Segment Start: DATA SECTION

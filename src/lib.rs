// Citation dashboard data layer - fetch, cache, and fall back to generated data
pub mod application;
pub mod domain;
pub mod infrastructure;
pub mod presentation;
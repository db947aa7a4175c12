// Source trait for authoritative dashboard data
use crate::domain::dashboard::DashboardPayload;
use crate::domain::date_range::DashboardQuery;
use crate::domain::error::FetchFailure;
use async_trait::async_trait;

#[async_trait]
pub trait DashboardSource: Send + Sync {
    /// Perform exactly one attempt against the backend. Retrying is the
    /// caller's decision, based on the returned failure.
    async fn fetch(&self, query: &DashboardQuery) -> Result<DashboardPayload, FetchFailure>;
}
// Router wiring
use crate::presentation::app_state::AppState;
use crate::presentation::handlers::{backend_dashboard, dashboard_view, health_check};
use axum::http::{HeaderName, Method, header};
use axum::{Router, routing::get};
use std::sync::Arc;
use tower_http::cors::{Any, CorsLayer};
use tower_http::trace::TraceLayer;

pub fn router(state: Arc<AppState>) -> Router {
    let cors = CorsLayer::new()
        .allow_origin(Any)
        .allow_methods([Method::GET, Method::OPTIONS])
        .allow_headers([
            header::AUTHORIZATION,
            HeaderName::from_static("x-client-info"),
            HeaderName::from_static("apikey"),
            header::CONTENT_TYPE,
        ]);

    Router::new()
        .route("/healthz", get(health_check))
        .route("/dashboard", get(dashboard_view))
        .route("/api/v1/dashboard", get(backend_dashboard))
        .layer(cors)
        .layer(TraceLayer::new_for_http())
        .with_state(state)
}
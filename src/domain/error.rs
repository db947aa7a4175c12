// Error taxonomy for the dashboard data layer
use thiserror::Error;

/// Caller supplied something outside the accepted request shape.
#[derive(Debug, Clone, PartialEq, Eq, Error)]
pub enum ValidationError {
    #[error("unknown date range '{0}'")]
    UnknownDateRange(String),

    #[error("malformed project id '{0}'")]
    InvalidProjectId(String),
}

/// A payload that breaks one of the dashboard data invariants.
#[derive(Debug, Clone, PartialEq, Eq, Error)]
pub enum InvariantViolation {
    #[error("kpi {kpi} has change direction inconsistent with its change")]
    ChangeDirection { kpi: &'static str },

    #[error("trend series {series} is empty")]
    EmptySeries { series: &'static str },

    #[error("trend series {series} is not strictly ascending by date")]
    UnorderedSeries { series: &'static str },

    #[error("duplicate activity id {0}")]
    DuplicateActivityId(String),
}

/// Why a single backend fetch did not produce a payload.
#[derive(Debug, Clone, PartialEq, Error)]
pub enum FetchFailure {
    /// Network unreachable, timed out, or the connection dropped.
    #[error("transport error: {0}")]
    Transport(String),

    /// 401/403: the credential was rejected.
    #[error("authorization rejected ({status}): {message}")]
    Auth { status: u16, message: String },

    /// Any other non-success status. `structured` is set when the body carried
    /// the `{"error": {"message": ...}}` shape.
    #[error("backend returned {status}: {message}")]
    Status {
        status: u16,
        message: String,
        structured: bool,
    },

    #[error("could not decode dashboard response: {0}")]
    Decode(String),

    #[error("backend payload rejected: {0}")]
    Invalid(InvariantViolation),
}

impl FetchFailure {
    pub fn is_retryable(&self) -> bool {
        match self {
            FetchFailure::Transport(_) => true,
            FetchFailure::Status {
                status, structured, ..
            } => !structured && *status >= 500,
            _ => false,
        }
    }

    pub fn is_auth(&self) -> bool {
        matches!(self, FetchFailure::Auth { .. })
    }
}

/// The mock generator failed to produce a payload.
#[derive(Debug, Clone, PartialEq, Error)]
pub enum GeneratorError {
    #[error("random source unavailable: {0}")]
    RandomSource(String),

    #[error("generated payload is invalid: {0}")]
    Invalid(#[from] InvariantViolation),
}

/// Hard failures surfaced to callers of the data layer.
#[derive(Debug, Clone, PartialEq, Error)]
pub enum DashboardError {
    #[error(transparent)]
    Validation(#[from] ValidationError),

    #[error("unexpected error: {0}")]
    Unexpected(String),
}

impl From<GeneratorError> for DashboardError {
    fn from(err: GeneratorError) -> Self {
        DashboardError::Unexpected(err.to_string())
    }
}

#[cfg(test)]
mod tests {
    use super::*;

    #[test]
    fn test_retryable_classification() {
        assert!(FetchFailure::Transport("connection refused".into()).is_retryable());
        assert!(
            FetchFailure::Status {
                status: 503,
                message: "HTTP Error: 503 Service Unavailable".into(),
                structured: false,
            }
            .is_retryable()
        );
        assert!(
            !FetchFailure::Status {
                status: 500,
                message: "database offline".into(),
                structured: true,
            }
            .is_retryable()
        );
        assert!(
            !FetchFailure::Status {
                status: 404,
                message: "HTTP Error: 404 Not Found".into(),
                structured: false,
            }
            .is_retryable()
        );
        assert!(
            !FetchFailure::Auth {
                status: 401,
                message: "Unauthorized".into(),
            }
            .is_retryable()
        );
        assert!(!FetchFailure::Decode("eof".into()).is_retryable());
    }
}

Segment End: DATA SECTION

#### [EXERCISE DESCRIPTION]
Nothing may be dropped or altered. Copy every line above.

#### [EXERCISE SOLUTION]
filename src/lib.rs
// Citation dashboard data layer - fetch, cache, and fall back to generated data
pub mod application;
pub mod domain;
pub mod infrastructure;
pub mod presentation;
repository db947aa7a4175c12
// Source trait for authoritative dashboard data
use crate::domain::dashboard::DashboardPayload;
use crate::domain::date_range::DashboardQuery;
use crate::domain::error::FetchFailure;
use async_trait::async_trait;

#[async_trait]
pub trait DashboardSource: Send + Sync {
    /// Perform exactly one attempt against the backend. Retrying is the
    /// caller's decision, based on the returned failure.
    async fn fetch(&self, query: &DashboardQuery) -> Result<DashboardPayload, FetchFailure>;
}
// Router wiring
use crate::presentation::app_state::AppState;
use crate::presentation::handlers::{backend_dashboard, dashboard_view, health_check};
use axum::http::{HeaderName, Method, header};
use axum::{Router, routing::get};
use std::sync::Arc;
use tower_http::cors::{Any, CorsLayer};
use tower_http::trace::TraceLayer;

pub fn router(state: Arc<AppState>) -> Router {
    let cors = CorsLayer::new()
        .allow_origin(Any)
        .allow_methods([Method::GET, Method::OPTIONS])
        .allow_headers([
            header::AUTHORIZATION,
            HeaderName::from_static("x-client-info"),
            HeaderName::from_static("apikey"),
            header::CONTENT_TYPE,
        ]);

    Router::new()
        .route("/healthz", get(health_check))
        .route("/dashboard", get(dashboard_view))
        .route("/api/v1/dashboard", get(backend_dashboard))
        .layer(cors)
        .layer(TraceLayer::new_for_http())
        .with_state(state)
}
filename src/domain/error.rs
repository db947aa7a4175c12
// Error taxonomy for the dashboard data layer
use thiserror::Error;

/// Caller supplied something outside the accepted request shape.
#[derive(Debug, Clone, PartialEq, Eq, Error)]
pub enum ValidationError {
    #[error("unknown date range '{0}'")]
    UnknownDateRange(String),

    #[error("malformed project id '{0}'")]
    InvalidProjectId(String),
}

/// A payload that breaks one of the dashboard data invariants.
#[derive(Debug, Clone, PartialEq, Eq, Error)]
pub enum InvariantViolation {
    #[error("kpi {kpi} has change direction inconsistent with its change")]
    ChangeDirection { kpi: &'static str },

    #[error("trend series {series} is empty")]
    EmptySeries { series: &'static str },

    #[error("trend series {series} is not strictly ascending by date")]
    UnorderedSeries { series: &'static str },

    #[error("duplicate activity id {0}")]
    DuplicateActivityId(String),
}

/// Why a single backend fetch did not produce a payload.
#[derive(Debug, Clone, PartialEq, Error)]
pub enum FetchFailure {
    /// Network unreachable, timed out, or the connection dropped.
    #[error("transport error: {0}")]
    Transport(String),

    /// 401/403: the credential was rejected.
    #[error("authorization rejected ({status}): {message}")]
    Auth { status: u16, message: String },

    /// Any other non-success status. `structured` is set when the body carried
    /// the `{"error": {"message": ...}}` shape.
    #[error("backend returned {status}: {message}")]
    Status {
        status: u16,
        message: String,
        structured: bool,
    },

    #[error("could not decode dashboard response: {0}")]
    Decode(String),

    #[error("backend payload rejected: {0}")]
    Invalid(InvariantViolation),
}

impl FetchFailure {
    pub fn is_retryable(&self) -> bool {
        match self {
            FetchFailure::Transport(_) => true,
            FetchFailure::Status {
                status, structured, ..
            } => !structured && *status >= 500,
            _ => false,
        }
    }

    pub fn is_auth(&self) -> bool {
        matches!(self, FetchFailure::Auth { .. })
    }
}

/// The mock generator failed to produce a payload.
#[derive(Debug, Clone, PartialEq, Error)]
pub enum GeneratorError {
    #[error("random source unavailable: {0}")]
    RandomSource(String),

    #[error("generated payload is invalid: {0}")]
    Invalid(#[from] InvariantViolation),
}

/// Hard failures surfaced to callers of the data layer.
#[derive(Debug, Clone, PartialEq, Error)]
pub enum DashboardError {
    #[error(transparent)]
    Validation(#[from] ValidationError),

    #[error("unexpected error: {0}")]
    Unexpected(String),
}

impl From<GeneratorError> for DashboardError {
    fn from(err: GeneratorError) -> Self {
        DashboardError::Unexpected(err.to_string())
    }
}

#[cfg(test)]
mod tests {
    use super::*;

    #[test]
    fn test_retryable_classification() {
        assert!(FetchFailure::Transport("connection refused".into()).is_retryable());
        assert!(
            FetchFailure::Status {
                status: 503,
                message: "HTTP Error: 503 Service Unavailable".into(),
                structured: false,
            }
            .is_retryable()
        );
        assert!(
            !FetchFailure::Status {
                status: 500,
                message: "database offline".into(),
                structured: true,
            }
            .is_retryable()
        );
        assert!(
            !FetchFailure::Status {
                status: 404,
                message: "HTTP Error: 404 Not Found".into(),
                structured: false,
            }
            .is_retryable()
        );
        assert!(
            !FetchFailure::Auth {
                status: 401,
                message: "Unauthorized".into(),
            }
            .is_retryable()
        );
        assert!(!FetchFailure::Decode("eof".into()).is_retryable());
    }
}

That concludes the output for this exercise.